Nous passons maintenant à des vins très jeunes : La Mondotte Saint-Emilion 1999 en magnum, vin très truffé et puissant, puis le Clos des Truffiers Coteaux du Languedoc 2001, vin à 100% de syrah, dont le vignoble appartient à Jeffrey. Vient ensuite un vin qui surprend tout le monde et dont certains regrettent que Palmer utilise son étiquette caractéristique, car il s’agit d’un Palmer XXe century 2004 à 75% de syrah. D’où vient-il, je ne sais. Il n’est pas déplaisant du tout.

Le quatrième est très élégant et floral. Il est grand et encore plus grand lorsque l’on sait ce que c’est : Penfold Grange Hermitage 1982. Certains amis ont déjà rendu leur assiette de fromage quand je rends celle de la viande, plus opportune, même froide, que celle des fromages qui ne s’entendent pas avec les rouges.

Lorsque j’avais ouvert à 16 heures le « Blanc Vieux d’Arlay » Bourdy 1916, la maîtresse de maison à l’oreille fine avait entendu un petit grésillement. En écoutant plus attentivement, il apparut que la bouteille démarrait une nouvelle fermentation favorisée sans doute par un sucre résiduel. Lorsqu’on nous sert le vin, il a le léger picotement des vins effervescents qui biaise l’impression que le vin devrait donner. On peut quand même imaginer que ce vin est délicat, avec des évocations de gingembre et d’ananas. Il est un peu diminué par rapport à ce qu’il pourrait être mais pas trop.

Steve a apporté un vin de Massandra Tokay 1895 délicieux, qui évoque la mandarine et la datte. C’est un vin charmant. Nous terminons cet incroyable voyage sur Château d’Yquem 1990, très conforme à ce qu’il doit être, dans la puissance de sucre et de douceur de sa folle jeunesse.

Xavier est le plus tranché dans ses commentaires caractérisés par une grande précision. S’il manque un bouton de guêtre au vin, il le sabre. Les vignerons sont heureux de confronter leurs avis sur des vins de régions qui ne sont pas la leur. Laurent est vraiment l’expert que Stephan proclame. Robert et moi écoutons les supputations et jugements. Ce petit groupe empathique et enflammé a hélas omis de parler anglais, ce qui a mis un peu sur la touche Wesley et Steve alors qu’ils ont apporté des vins splendides. Nous nous rattraperons sans doute en bavardages lors de notre dîner dans trois jours à Paris.
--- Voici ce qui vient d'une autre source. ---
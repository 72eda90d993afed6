//! One-hot encoding for categorical columns.
//!
//! Transforms categorical values into one-hot (dummy) indicator vectors.

use crate::dataset::Dataset;
use crate::error::{PipelineError, Result};
use crate::preprocessing::encoding::HandleUnknown;
use crate::preprocessing::traits::{FittedTransformer, Transformer};
use ndarray::{Array2, ArrayView2};
use serde::{Deserialize, Serialize};
use std::collections::BTreeSet;
use tracing::warn;

/// One-hot encoder for one categorical column.
///
/// The encoder learns the distinct values (categories) present in the column
/// during fitting. Categories are kept in lexicographic order, which fixes
/// the order of the output indicator columns.
///
/// # Example
/// ```ignore
/// use tabular_holdout::preprocessing::{FittedTransformer, HandleUnknown, OneHotEncoder, Transformer};
///
/// let encoder = OneHotEncoder::new("Seasons").with_handle_unknown(HandleUnknown::Error);
/// let fitted = encoder.fit(&train)?;
///
/// // Output: n x 4 matrix, columns Seasons=Autumn, Seasons=Spring, ...
/// let encoded = fitted.transform(&test)?;
/// ```
#[derive(Clone, Debug, PartialEq)]
pub struct OneHotEncoder {
    column: String,
    /// How to handle unknown categories during transform.
    handle_unknown: HandleUnknown,
}

impl OneHotEncoder {
    /// Create a new OneHotEncoder for `column` with default settings.
    pub fn new(column: impl Into<String>) -> Self {
        Self {
            column: column.into(),
            handle_unknown: HandleUnknown::default(),
        }
    }

    /// Set the strategy for handling unknown categories.
    pub fn with_handle_unknown(mut self, strategy: HandleUnknown) -> Self {
        self.handle_unknown = strategy;
        self
    }

    /// Column this encoder reads.
    pub fn column(&self) -> &str {
        &self.column
    }

    /// Fit directly on a slice of training values.
    pub fn fit_values<S: AsRef<str>>(&self, values: &[S]) -> Result<FittedOneHotEncoder> {
        if values.is_empty() {
            return Err(PipelineError::EmptyInput(format!(
                "cannot fit OneHotEncoder on empty column `{}`",
                self.column
            )));
        }

        let categories: BTreeSet<&str> = values.iter().map(|v| v.as_ref()).collect();

        Ok(FittedOneHotEncoder {
            column: self.column.clone(),
            categories: categories.into_iter().map(str::to_string).collect(),
            handle_unknown: self.handle_unknown,
        })
    }
}

impl Transformer for OneHotEncoder {
    type Output = Array2<f64>;
    type Fitted = FittedOneHotEncoder;

    fn fit(&self, data: &Dataset) -> Result<Self::Fitted> {
        let values = data.categorical_column(&self.column)?;
        self.fit_values(&values)
    }
}

/// Serializable parameters for a fitted OneHotEncoder.
#[derive(Clone, Debug, PartialEq, Serialize, Deserialize)]
pub struct OneHotEncoderParams {
    /// Source column.
    pub column: String,
    /// Categories in output order (sorted, unique).
    pub categories: Vec<String>,
    /// Handle unknown strategy.
    pub handle_unknown: HandleUnknown,
}

/// Fitted OneHotEncoder ready for inference.
#[derive(Clone, Debug, PartialEq)]
pub struct FittedOneHotEncoder {
    column: String,
    /// Unique categories, sorted.
    categories: Vec<String>,
    handle_unknown: HandleUnknown,
}

impl FittedOneHotEncoder {
    /// Column this encoder reads.
    pub fn column(&self) -> &str {
        &self.column
    }

    /// Categories learned during fitting, in output order.
    pub fn categories(&self) -> &[String] {
        &self.categories
    }

    pub fn handle_unknown(&self) -> HandleUnknown {
        self.handle_unknown
    }

    /// Position of `value` in the vocabulary.
    pub fn category_index(&self, value: &str) -> Option<usize> {
        self.categories
            .binary_search_by(|c| c.as_str().cmp(value))
            .ok()
    }

    /// Encode raw values into an `n x n_categories` indicator matrix.
    pub fn transform_values<S: AsRef<str>>(&self, values: &[S]) -> Result<Array2<f64>> {
        let mut result = Array2::<f64>::zeros((values.len(), self.categories.len()));
        let mut n_unknown = 0usize;

        for (row, value) in values.iter().enumerate() {
            let value = value.as_ref();
            match self.category_index(value) {
                Some(idx) => result[[row, idx]] = 1.0,
                None => match self.handle_unknown {
                    HandleUnknown::Error => {
                        return Err(PipelineError::UnseenCategory {
                            column: self.column.clone(),
                            value: value.to_string(),
                        });
                    }
                    // With Ignore, leave as zeros
                    HandleUnknown::Ignore => n_unknown += 1,
                },
            }
        }

        if n_unknown > 0 {
            warn!(
                column = %self.column,
                n_unknown,
                "unseen categories encoded as all-zero indicators"
            );
        }
        Ok(result)
    }

    /// Decode indicator rows back to categories.
    ///
    /// Rows without an active indicator (unknown values under
    /// [`HandleUnknown::Ignore`]) decode to `None`.
    pub fn inverse_transform(&self, encoded: ArrayView2<'_, f64>) -> Result<Vec<Option<String>>> {
        if encoded.ncols() != self.categories.len() {
            return Err(PipelineError::DimensionMismatch {
                expected: format!("{} indicator columns", self.categories.len()),
                got: format!("{} columns", encoded.ncols()),
            });
        }
        Ok(encoded
            .rows()
            .into_iter()
            .map(|row| {
                row.iter()
                    .position(|&v| v > 0.5)
                    .map(|idx| self.categories[idx].clone())
            })
            .collect())
    }
}

impl FittedTransformer for FittedOneHotEncoder {
    type Output = Array2<f64>;
    type Params = OneHotEncoderParams;

    fn transform(&self, data: &Dataset) -> Result<Self::Output> {
        let values = data.categorical_column(&self.column)?;
        self.transform_values(&values)
    }

    fn n_features_out(&self) -> usize {
        self.categories.len()
    }

    fn feature_names(&self) -> Vec<String> {
        self.categories
            .iter()
            .map(|c| format!("{}={}", self.column, c))
            .collect()
    }

    fn extract_params(&self) -> Self::Params {
        OneHotEncoderParams {
            column: self.column.clone(),
            categories: self.categories.clone(),
            handle_unknown: self.handle_unknown,
        }
    }

    fn from_params(params: Self::Params) -> Result<Self> {
        if params.categories.is_empty() {
            return Err(PipelineError::InvalidParameter(format!(
                "encoder for `{}` has no categories",
                params.column
            )));
        }
        // Lookup relies on a strictly increasing vocabulary
        if params.categories.windows(2).any(|w| w[0] >= w[1]) {
            return Err(PipelineError::InvalidParameter(format!(
                "categories for `{}` must be sorted and unique",
                params.column
            )));
        }
        Ok(Self {
            column: params.column,
            categories: params.categories,
            handle_unknown: params.handle_unknown,
        })
    }
}
//! Serialization of fitted parameters.
//!
//! Fitted transformers and models expose plain parameter structs (vectors,
//! scalars, strings) that are written with `bincode`. The parameter types never
//! hold `ndarray` buffers directly.

use crate::error::Result;
use serde::de::DeserializeOwned;
use serde::Serialize;
use std::path::Path;

/// Parameter representations that can be serialized to and from bytes.
pub trait SerializableParams: Sized {
    /// Serialize the parameters into a byte buffer.
    fn to_bytes(&self) -> Result<Vec<u8>>;

    /// Deserialize the parameters from a byte buffer.
    fn from_bytes(bytes: &[u8]) -> Result<Self>;

    /// Write the serialized parameters to `path`.
    fn write_to_file<P: AsRef<Path>>(&self, path: P) -> Result<()> {
        let bytes = self.to_bytes()?;
        std::fs::write(path, bytes)?;
        Ok(())
    }

    /// Read parameters previously written with [`SerializableParams::write_to_file`].
    fn read_from_file<P: AsRef<Path>>(path: P) -> Result<Self> {
        let bytes = std::fs::read(path)?;
        Self::from_bytes(&bytes)
    }
}

impl<T> SerializableParams for T
where
    T: Serialize + DeserializeOwned,
{
    fn to_bytes(&self) -> Result<Vec<u8>> {
        Ok(bincode::serialize(self)?)
    }

    fn from_bytes(bytes: &[u8]) -> Result<Self> {
        Ok(bincode::deserialize(bytes)?)
    }
}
Beaucoup de vins étant servis en magnums, la quantité absorbée par chacun fut importante. Les esprits n’étaient plus assez clairs pour que l’on détermine les gagnants de cette soirée. De ce qui perce le nuage de ma mémoire, je ferais le classement suivant, sachant combien c’est difficile :

1 – Château Haut-Brion blanc 1949, 2 – Château Haut-Brion rouge 1962, 3 – Montrachet Ramonet 1985, 4 – Canon La Gaffelière 1959, 5 – Domaine de Chevalier 1918. Les deux champagnes pourraient s’intercaler dans ce classement, mais où, ce ne serait pas facile à trancher.